Now, for those who know me well, being forced to be in bed for a week with nothing to do, is like taking away Biv out of Bell Biv Devoe or taking Jinx away from Max or taking away Zack Morris’ car phone…. in bed for a week? YUCK! Those words haunted my mind on the drive home, but, for as bad as I was feeling at the time, bed sounded just fine.  After Sunday’s Superbowl, I started feeling better. My fever broke and my appetite was coming back.  I dusted off my XBox and started playing some games, watched terrible daytime TV, and even starting watching Alias again on Netflix to pass some of the time. I also did my coursework in preparation for class this weekend. As I got the clean bill of health from my doctor yesterday, I reflected on the time spent in bed and thought of three lessons I wanted to share with you, in hopes you don’t have to suffer the same fate I did.

Lesson #1: Listen To Your Body
This sounds obvious, but with all the daily noise in our lives, its often hard to hear. The organized chaos of our routines often masks the signals being sent from our bodies that something is wrong. I would have traded two days of hard rest if I knew that it could have saved me a week. The truth is that while listening to your body is one thing, doing what it is telling you is another. When you more tired than usual, notice that little scratch in your throat, see the bags under your eyes looking a bit darker, or realizing that you are not feeling hungry enough to eat…. those are just some of the things warning you to slow down or stop all together.
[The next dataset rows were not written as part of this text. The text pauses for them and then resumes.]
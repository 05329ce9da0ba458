//! APEX opcode table.
//!
//! Maps every APEX mnemonic to its numeric opcode and to the operand layout
//! used by the assembler-style program text.

/// Numeric opcode values.
pub mod code {
    pub const ADD: u32 = 0x0;
    pub const SUB: u32 = 0x1;
    pub const MUL: u32 = 0x2;
    pub const DIV: u32 = 0x3;
    pub const AND: u32 = 0x4;
    pub const OR: u32 = 0x5;
    pub const XOR: u32 = 0x6;
    pub const MOVC: u32 = 0x7;
    pub const LOAD: u32 = 0x8;
    pub const STORE: u32 = 0x9;
    pub const BZ: u32 = 0xa;
    pub const BNZ: u32 = 0xb;
    pub const HALT: u32 = 0xc;
    pub const ADDL: u32 = 0x10;
    pub const SUBL: u32 = 0x11;
    pub const LOADP: u32 = 0x12;
    pub const STOREP: u32 = 0x13;
    pub const CMP: u32 = 0x14;
    pub const CML: u32 = 0x15;
    pub const NOP: u32 = 0x16;
    pub const BP: u32 = 0x17;
    pub const BNP: u32 = 0x18;
    pub const BN: u32 = 0x19;
    pub const BNN: u32 = 0x20;
    pub const JUMP: u32 = 0x21;
    pub const JALR: u32 = 0x22;
}

/// Operand layout of an instruction in program text.
#[derive(Clone, Copy, Debug, PartialEq, Eq)]
pub enum OperandLayout {
    /// `rd, rs1, rs2`
    RdRsRs,
    /// `rd, rs1, #imm`
    RdRsImm,
    /// `rd, #imm`
    RdImm,
    /// `rs1, rs2, #imm` (stores: data register, then base register)
    RsRsImm,
    /// `rs1, rs2`
    RsRs,
    /// `rs1, #imm`
    RsImm,
    /// `#imm`
    Imm,
    /// No operands.
    None,
}

/// Every opcode of the APEX ISA.
#[derive(Clone, Copy, Debug, PartialEq, Eq, Hash)]
pub enum Opcode {
    Add,
    Sub,
    Mul,
    Div,
    And,
    Or,
    Xor,
    Movc,
    Load,
    Store,
    Bz,
    Bnz,
    Halt,
    Addl,
    Subl,
    Loadp,
    Storep,
    Cmp,
    Cml,
    Nop,
    Bp,
    Bnp,
    Bn,
    Bnn,
    Jump,
    Jalr,
}

impl Opcode {
    /// All opcodes, in numeric order.
    pub const ALL: [Opcode; 26] = [
        Opcode::Add,
        Opcode::Sub,
        Opcode::Mul,
        Opcode::Div,
        Opcode::And,
        Opcode::Or,
        Opcode::Xor,
        Opcode::Movc,
        Opcode::Load,
        Opcode::Store,
        Opcode::Bz,
        Opcode::Bnz,
        Opcode::Halt,
        Opcode::Addl,
        Opcode::Subl,
        Opcode::Loadp,
        Opcode::Storep,
        Opcode::Cmp,
        Opcode::Cml,
        Opcode::Nop,
        Opcode::Bp,
        Opcode::Bnp,
        Opcode::Bn,
        Opcode::Bnn,
        Opcode::Jump,
        Opcode::Jalr,
    ];

    /// Returns the numeric opcode value.
    pub fn code(self) -> u32 {
        match self {
            Opcode::Add => code::ADD,
            Opcode::Sub => code::SUB,
            Opcode::Mul => code::MUL,
            Opcode::Div => code::DIV,
            Opcode::And => code::AND,
            Opcode::Or => code::OR,
            Opcode::Xor => code::XOR,
            Opcode::Movc => code::MOVC,
            Opcode::Load => code::LOAD,
            Opcode::Store => code::STORE,
            Opcode::Bz => code::BZ,
            Opcode::Bnz => code::BNZ,
            Opcode::Halt => code::HALT,
            Opcode::Addl => code::ADDL,
            Opcode::Subl => code::SUBL,
            Opcode::Loadp => code::LOADP,
            Opcode::Storep => code::STOREP,
            Opcode::Cmp => code::CMP,
            Opcode::Cml => code::CML,
            Opcode::Nop => code::NOP,
            Opcode::Bp => code::BP,
            Opcode::Bnp => code::BNP,
            Opcode::Bn => code::BN,
            Opcode::Bnn => code::BNN,
            Opcode::Jump => code::JUMP,
            Opcode::Jalr => code::JALR,
        }
    }

    /// Looks up an opcode by its numeric value.
    ///
    /// # Returns
    ///
    /// `None` if the value is not part of the ISA.
    pub fn from_code(value: u32) -> Option<Self> {
        Self::ALL.iter().copied().find(|op| op.code() == value)
    }

    /// Returns the assembler mnemonic, upper case.
    pub fn mnemonic(self) -> &'static str {
        match self {
            Opcode::Add => "ADD",
            Opcode::Sub => "SUB",
            Opcode::Mul => "MUL",
            Opcode::Div => "DIV",
            Opcode::And => "AND",
            Opcode::Or => "OR",
            Opcode::Xor => "XOR",
            Opcode::Movc => "MOVC",
            Opcode::Load => "LOAD",
            Opcode::Store => "STORE",
            Opcode::Bz => "BZ",
            Opcode::Bnz => "BNZ",
            Opcode::Halt => "HALT",
            Opcode::Addl => "ADDL",
            Opcode::Subl => "SUBL",
            Opcode::Loadp => "LOADP",
            Opcode::Storep => "STOREP",
            Opcode::Cmp => "CMP",
            Opcode::Cml => "CML",
            Opcode::Nop => "NOP",
            Opcode::Bp => "BP",
            Opcode::Bnp => "BNP",
            Opcode::Bn => "BN",
            Opcode::Bnn => "BNN",
            Opcode::Jump => "JUMP",
            Opcode::Jalr => "JALR",
        }
    }

    /// Looks up an opcode by mnemonic, ignoring case.
    pub fn from_mnemonic(text: &str) -> Option<Self> {
        Self::ALL
            .iter()
            .copied()
            .find(|op| op.mnemonic().eq_ignore_ascii_case(text))
    }

    /// Returns the operand layout used in program text.
    pub fn layout(self) -> OperandLayout {
        match self {
            Opcode::Add
            | Opcode::Sub
            | Opcode::Mul
            | Opcode::Div
            | Opcode::And
            | Opcode::Or
            | Opcode::Xor => OperandLayout::RdRsRs,
            Opcode::Addl | Opcode::Subl | Opcode::Load | Opcode::Loadp | Opcode::Jalr => {
                OperandLayout::RdRsImm
            }
            Opcode::Movc => OperandLayout::RdImm,
            Opcode::Store | Opcode::Storep => OperandLayout::RsRsImm,
            Opcode::Cmp => OperandLayout::RsRs,
            Opcode::Cml | Opcode::Jump => OperandLayout::RsImm,
            Opcode::Bz | Opcode::Bnz | Opcode::Bp | Opcode::Bnp | Opcode::Bn | Opcode::Bnn => {
                OperandLayout::Imm
            }
            Opcode::Nop | Opcode::Halt => OperandLayout::None,
        }
    }
}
Lesson #2: Intense Focus Occurs At Our Most Relaxed
As I sat in bed each day, my mind still went through its normal time calculations (e.g. what’s on the agenda for today? what time will the girls be home? etc.) However, without meetings or other obligations, I found myself just going with what the day offered. As I felt better, I began to fill my time with items that needed legitimate attention (e.g. course readings, project items, etc.) and amazingly, each got done quicker than normal. Usually, when I have productive outbursts, I keep going, pushing to see what else I could get done. Instead, when I finished what I had to do, I went back to resting by watching TV, playing video games, or some other random activity. It was at my most relaxed that I found focus, new ideas, and perspective that I would not have gained had I been in my normal routine.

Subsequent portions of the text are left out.